PROBLEM> Give the data again in full, exactly as written below.

[Stored data entries]
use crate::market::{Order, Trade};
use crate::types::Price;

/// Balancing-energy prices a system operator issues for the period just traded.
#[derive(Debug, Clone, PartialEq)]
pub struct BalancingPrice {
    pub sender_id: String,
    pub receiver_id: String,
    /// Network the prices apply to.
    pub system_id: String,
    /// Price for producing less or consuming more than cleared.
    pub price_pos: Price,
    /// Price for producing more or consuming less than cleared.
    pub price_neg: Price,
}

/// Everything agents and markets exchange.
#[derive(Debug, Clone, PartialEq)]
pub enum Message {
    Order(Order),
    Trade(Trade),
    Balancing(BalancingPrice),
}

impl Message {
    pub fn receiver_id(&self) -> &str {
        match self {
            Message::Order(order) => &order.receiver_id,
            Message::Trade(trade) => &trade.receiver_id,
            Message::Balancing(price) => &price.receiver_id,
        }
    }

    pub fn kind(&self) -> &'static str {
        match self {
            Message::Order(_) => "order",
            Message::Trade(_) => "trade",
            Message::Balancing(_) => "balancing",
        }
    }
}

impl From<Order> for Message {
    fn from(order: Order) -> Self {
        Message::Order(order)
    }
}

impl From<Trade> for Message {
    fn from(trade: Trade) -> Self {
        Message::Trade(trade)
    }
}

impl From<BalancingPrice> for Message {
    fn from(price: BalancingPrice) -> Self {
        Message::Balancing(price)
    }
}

EXERCISE RESULT>
use crate::market::{Order, Trade};
use crate::types::Price;

/// Balancing-energy prices a system operator issues for the period just traded.
#[derive(Debug, Clone, PartialEq)]
pub struct BalancingPrice {
    pub sender_id: String,
    pub receiver_id: String,
    /// Network the prices apply to.
    pub system_id: String,
    /// Price for producing less or consuming more than cleared.
    pub price_pos: Price,
    /// Price for producing more or consuming less than cleared.
    pub price_neg: Price,
}

/// Everything agents and markets exchange.
#[derive(Debug, Clone, PartialEq)]
pub enum Message {
    Order(Order),
    Trade(Trade),
    Balancing(BalancingPrice),
}

impl Message {
    pub fn receiver_id(&self) -> &str {
        match self {
            Message::Order(order) => &order.receiver_id,
            Message::Trade(trade) => &trade.receiver_id,
            Message::Balancing(price) => &price.receiver_id,
        }
    }

    pub fn kind(&self) -> &'static str {
        match self {
            Message::Order(_) => "order",
            Message::Trade(_) => "trade",
            Message::Balancing(_) => "balancing",
        }
    }
}

impl From<Order> for Message {
    fn from(order: Order) -> Self {
        Message::Order(order)
    }
}

impl From<Trade> for Message {
    fn from(trade: Trade) -> Self {
        Message::Trade(trade)
    }
}

impl From<BalancingPrice> for Message {
    fn from(price: BalancingPrice) -> Self {
        Message::Balancing(price)
    }
}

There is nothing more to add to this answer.